O BC quando foi chamado a agir, agiu e vai continuar agindo para controlar a inflação. Eu acho que ele não vai perder a credibilidade. Ele sabe o que está fazendo. Penso que a autoridade monetária não jogou os juros lá pra cima logo porque quando isso ocorre, a dívida pública também fica mais cara.

Falando sobre retomada econômica, alguns fundos da casa parecem bem posicionadas para aproveitar a recuperação da economia. O que está sustentando essa tese, já que tivemos revisões para baixo nas projeções de crescimento? 

Recentemente, um dos riscos que ganhou maior dimensão foi a crise hídrica, que é um fator importante nas estimativas de crescimento da economia. Existem várias incertezas de qual é o tamanho dessa crise. Mas a nossa leitura é que ainda que o Produto Interno Bruto (PIB) caia, a gente está comprando empresas de qualidade. Há empresas que podem ganhar mercado nesse cenário. Momentos como esse de realização e de crise são ótimos para entrar.

Isso significa que recentemente a gestora foi às compras?

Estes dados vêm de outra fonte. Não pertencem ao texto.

//! The relay — the server half of replication.

use std::net::{TcpListener, TcpStream};
use std::sync::atomic::{AtomicBool, Ordering as AtomicOrdering};
use std::sync::Arc;
use std::thread::JoinHandle;
use std::time::{Duration, Instant};

use tracing::{info, warn};
use uuid::Uuid;

use crate::error::BoxResult;
use crate::vclock::Vclock;
use crate::xlog::{Row, RowType};

use super::{read_msg, write_msg, ReplicationError, HEARTBEAT_INTERVAL};

/// What a relay serves: identity, clocks, and row streams. Implemented
/// by the engine facade.
pub trait RelaySource: Send + Sync + 'static {
    /// This instance's identity.
    fn instance_uuid(&self) -> Uuid;
    /// The replica set's identity.
    fn cluster_uuid(&self) -> Uuid;
    /// Current committed vclock.
    fn vclock(&self) -> Vclock;
    /// Full snapshot of all non-temporary spaces, in ascending
    /// `(space_id, primary key)` order. The JOIN bulk stream.
    fn snapshot_rows(&self) -> BoxResult<Vec<Row>>;
    /// Committed rows the peer has not seen, per its vclock.
    fn rows_since(&self, vclock: &Vclock) -> BoxResult<Vec<Row>>;
}

/// Accepts replicas and serves each on its own thread.
pub struct Relay {
    stop: Arc<AtomicBool>,
    accept_thread: Option<JoinHandle<()>>,
    local_addr: std::net::SocketAddr,
}

impl Relay {
    /// Binds `listen` and starts accepting replicas.
    pub fn bind(listen: &str, source: Arc<dyn RelaySource>) -> Result<Relay, ReplicationError> {
        let listener = TcpListener::bind(listen)?;
        let local_addr = listener.local_addr()?;
        listener.set_nonblocking(true)?;
        let stop = Arc::new(AtomicBool::new(false));

        let accept_thread = {
            let stop = Arc::clone(&stop);
            std::thread::Builder::new()
                .name("relay.accept".into())
                .spawn(move || {
                    let mut sessions: Vec<JoinHandle<()>> = Vec::new();
                    while !stop.load(AtomicOrdering::Acquire) {
                        match listener.accept() {
                            Ok((stream, peer)) => {
                                info!(%peer, "replica connected");
                                let source = Arc::clone(&source);
                                let stop = Arc::clone(&stop);
                                let handle = std::thread::Builder::new()
                                    .name(format!("relay/{peer}"))
                                    .spawn(move || {
                                        if let Err(e) = serve_replica(stream, source, stop) {
                                            warn!(%peer, error = %e, "relay session ended");
                                        }
                                    });
                                if let Ok(handle) = handle {
                                    sessions.push(handle);
                                }
                            }
                            Err(e) if e.kind() == std::io::ErrorKind::WouldBlock => {
                                std::thread::sleep(Duration::from_millis(50));
                            }
                            Err(e) => {
                                warn!(error = %e, "relay accept failed");
                                break;
                            }
                        }
                    }
                    for handle in sessions {
                        let _ = handle.join();
                    }
                })
                .expect("spawning the relay accept thread")
        };

        Ok(Relay {
            stop,
            accept_thread: Some(accept_thread),
            local_addr,
        })
    }

    /// Actual bound address (useful with port 0).
    pub fn local_addr(&self) -> std::net::SocketAddr {
        self.local_addr
    }

    /// Stops accepting and tears down replica sessions.
    pub fn stop(&mut self) {
        self.stop.store(true, AtomicOrdering::Release);
        if let Some(handle) = self.accept_thread.take() {
            let _ = handle.join();
        }
    }
}

impl Drop for Relay {
    fn drop(&mut self) {
        self.stop();
    }
}

// ------------------------------------------------------------------------------------------------
// Session
// ------------------------------------------------------------------------------------------------

fn serve_replica(
    mut stream: TcpStream,
    source: Arc<dyn RelaySource>,
    stop: Arc<AtomicBool>,
) -> Result<(), ReplicationError> {
    stream.set_nodelay(true)?;
    stream.set_read_timeout(Some(Duration::from_millis(100)))?;

    // Greeting.
    let mut greeting = Row::new(RowType::Nop);
    greeting.instance_uuid = Some(source.instance_uuid());
    greeting.cluster_uuid = Some(source.cluster_uuid());
    greeting.vclock = Some(source.vclock());
    write_msg(&mut stream, &greeting)?;

    // AUTH.
    let auth = wait_msg(&mut stream, &stop)?;
    if auth.row_type != RowType::Auth {
        return Err(ReplicationError::Protocol(format!(
            "expected AUTH, got {:?}",
            auth.row_type
        )));
    }
    let replica_uuid = auth
        .instance_uuid
        .ok_or_else(|| ReplicationError::Protocol("AUTH without instance uuid".into()))?;
    let mut ok = Row::new(RowType::Nop);
    ok.vclock = Some(source.vclock());
    write_msg(&mut stream, &ok)?;
    info!(replica = %replica_uuid, "replica authenticated");

    // JOIN (optional) then SUBSCRIBE.
    let request = wait_msg(&mut stream, &stop)?;
    let subscribe = match request.row_type {
        RowType::Join => {
            serve_join(&mut stream, &source)?;
            wait_msg(&mut stream, &stop)?
        }
        _ => request,
    };
    if subscribe.row_type != RowType::Subscribe {
        return Err(ReplicationError::Protocol(format!(
            "expected SUBSCRIBE, got {:?}",
            subscribe.row_type
        )));
    }
    let mut replica_vclock = subscribe.vclock.clone().unwrap_or_default();
    info!(replica = %replica_uuid, vclock = %replica_vclock, "replica subscribed");

    // Continuous feed with heartbeats.
    let mut last_sent = Instant::now();
    loop {
        if stop.load(AtomicOrdering::Acquire) {
            return Ok(());
        }
        let rows = source.rows_since(&replica_vclock)?;
        if rows.is_empty() {
            if last_sent.elapsed() >= HEARTBEAT_INTERVAL {
                write_msg(&mut stream, &Row::new(RowType::Nop))?;
                last_sent = Instant::now();
            }
            std::thread::sleep(Duration::from_millis(50));
            continue;
        }
        for row in rows {
            replica_vclock.follow(row.server_id, row.lsn);
            write_msg(&mut stream, &row)?;
        }
        last_sent = Instant::now();
    }
}

fn serve_join(
    stream: &mut TcpStream,
    source: &Arc<dyn RelaySource>,
) -> Result<(), ReplicationError> {
    // Initial join: the whole snapshot.
    let rows = source.snapshot_rows()?;
    let snapshot_vclock = source.vclock();
    info!(rows = rows.len(), "serving initial join");
    for row in rows {
        write_msg(stream, &row)?;
    }
    let mut marker = Row::new(RowType::Join);
    marker.vclock = Some(snapshot_vclock.clone());
    write_msg(stream, &marker)?;

    // Final join: whatever committed while the snapshot streamed.
    let rows = source.rows_since(&snapshot_vclock)?;
    info!(rows = rows.len(), "serving final join");
    for row in rows {
        write_msg(stream, &row)?;
    }
    let mut marker = Row::new(RowType::Join);
    marker.vclock = Some(source.vclock());
    write_msg(stream, &marker)?;
    Ok(())
}

fn wait_msg(stream: &mut TcpStream, stop: &AtomicBool) -> Result<Row, ReplicationError> {
    loop {
        if stop.load(AtomicOrdering::Acquire) {
            return Err(ReplicationError::Protocol("relay stopping".into()));
        }
        if let Some(row) = read_msg(stream)? {
            return Ok(row);
        }
    }
}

Prefiro não falar de setores porque ainda estamos montando a posição, mas temos aproveitado o momento para comprar e, por enquanto, não vimos nenhum movimento forte de resgate dos fundos com posição em bolsa. Meu conselho para quem investe é ter paciência e diversificar. Outro ponto que o investidor deve ter atenção nesse momento é com os custos envolvidos. Há muito gestor que cobra taxas de performance que não condizem com os benchmarks [taxa de referência que o fundo deve seguir]. É preciso ver o retorno e ver se realmente vale.

Quando o assunto é diversificação, qual é a preferência? 

Nós temos olhado bastante investimentos alternativos, ou seja, em ativos que têm baixa correlação com índices tradicionais. O foco maior está no setor de utilities [concessões públicas], real estate [mercado imobiliário] e infraestrutura. Além disso, temos investido em empresas focadas em tecnologia e inovação, como por exemplo algumas que ajudaram a desenvolver as vacinas contra a Covid. Companhias que não são tão fáceis de acessar aqui do Brasil. Com isso, o investidor também fica exposto a variação cambial.